В ресторане обедали по талонам и каждый кто обедал, вырезал талончик на мясо, хлеб, рыбу, колбасы и т.д. Эти талончики наклеивали на месте бумаги по килограмму и потом сдавали их в магазин и отоваривали продукты. Эмилию хозяйка иногда брала помочь ей клеить. Я ее попросила, чтобы она иногда приносила талончик на мясо, хлеб, сахар. И тогда, когда мы шли к пленным, заходили в магазин и отовариваем талончики и носили пленным продукты. Так мы делали до самого освобождения.
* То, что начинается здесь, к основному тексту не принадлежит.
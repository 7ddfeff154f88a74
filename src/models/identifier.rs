//! Fully qualified table identifiers.

use crate::error::ServerError;
use schemars::JsonSchema;
use serde::{Deserialize, Serialize};
use std::fmt;
use std::str::FromStr;

/// A fully qualified `database.schema.table` reference.
///
/// All three parts are non-empty by construction, so a partially qualified
/// name is never representable in this type. The original casing is kept;
/// the allow-list compares case-insensitively.
#[derive(Debug, Clone, PartialEq, Eq, Hash, Serialize, Deserialize, JsonSchema)]
pub struct TableIdentifier {
    /// Database (catalog) name
    pub database: String,
    /// Schema name within the database
    pub schema: String,
    /// Table name within the schema
    pub table: String,
}

impl TableIdentifier {
    /// Build an identifier from three parts, rejecting empty ones.
    pub fn new(
        database: impl Into<String>,
        schema: impl Into<String>,
        table: impl Into<String>,
    ) -> Result<Self, ServerError> {
        let ident = Self {
            database: database.into(),
            schema: schema.into(),
            table: table.into(),
        };
        if ident.database.is_empty() || ident.schema.is_empty() || ident.table.is_empty() {
            return Err(ServerError::malformed_identifier(ident.to_string()));
        }
        Ok(ident)
    }

    /// The `database.schema` scope this table falls under.
    pub fn scope(&self) -> String {
        format!("{}.{}", self.database, self.schema)
    }
}

impl fmt::Display for TableIdentifier {
    fn fmt(&self, f: &mut fmt::Formatter<'_>) -> fmt::Result {
        write!(f, "{}.{}.{}", self.database, self.schema, self.table)
    }
}

/// Strip one layer of SQL identifier quoting (`"name"` or `` `name` ``).
fn unquote(part: &str) -> &str {
    let bytes = part.as_bytes();
    if bytes.len() >= 2 {
        let (first, last) = (bytes[0], bytes[bytes.len() - 1]);
        if (first == b'"' && last == b'"') || (first == b'`' && last == b'`') {
            return &part[1..part.len() - 1];
        }
    }
    part
}

impl FromStr for TableIdentifier {
    type Err = ServerError;

    /// Parse a raw `database.schema.table` string. Fails with
    /// `MalformedIdentifier` unless exactly three non-empty dot-separated
    /// parts are present.
    fn from_str(s: &str) -> Result<Self, Self::Err> {
        let trimmed = s.trim();
        let parts: Vec<&str> = trimmed.split('.').map(unquote).collect();
        match parts.as_slice() {
            [database, schema, table]
                if !database.is_empty() && !schema.is_empty() && !table.is_empty() =>
            {
                Ok(Self {
                    database: database.to_string(),
                    schema: schema.to_string(),
                    table: table.to_string(),
                })
            }
            _ => Err(ServerError::malformed_identifier(trimmed)),
        }
    }
}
В деревне я работала с апреля 1943 года до января 1944 г. С января 1944 года до 25 января 1945 г. в г. Алленштейне.

 Были мы освобождены 25 января 1945 г. частями Советской Армии.

Потом нас собрали и поместили в здании Алленштейнской тюрьмы, там вызывали на допросы, составляли протоколы. Через пару дней перегнали нас в какие-то бараки и оттуда партиями начали отправлять на восток.

Прибыли мы в д. Дятлово. Там был спирт з-д «Княжеский двор». Теперь там была 2-я база концентрации скота, за которым мы ухаживали. Там мы работали с 7 февраля до 16 июля 1945 г.

С 17 июля по 15 сентября 1945 г. работала дояркой в 75 гурте крупного рогатого скота, перегоняемого в СССР. Скот сдали в Минске, оттуда добирались домой, кто как мог.

В Климовичи я прибыла 5 октября 1945 года.

По прибытии домой я узнала от родителей, что Женю Курепину и её мужа Василия

Жукова расстреляли. Потом я узнала, что были расстреляны Травинский Юрий, Галемский Василий, жена и дети Костровского.

Как только освободили Климовичи, то мой отец сделал подписной лист о том, что я сидела в тюрьме за связь с партизанами и была сослана в Германию. Подписи эти были заверены председателем горсовета. Теперь этот лист находится в архиве при ЦК КПБ Беларуси, откуда мне была прислана справка об участии в ВОВ.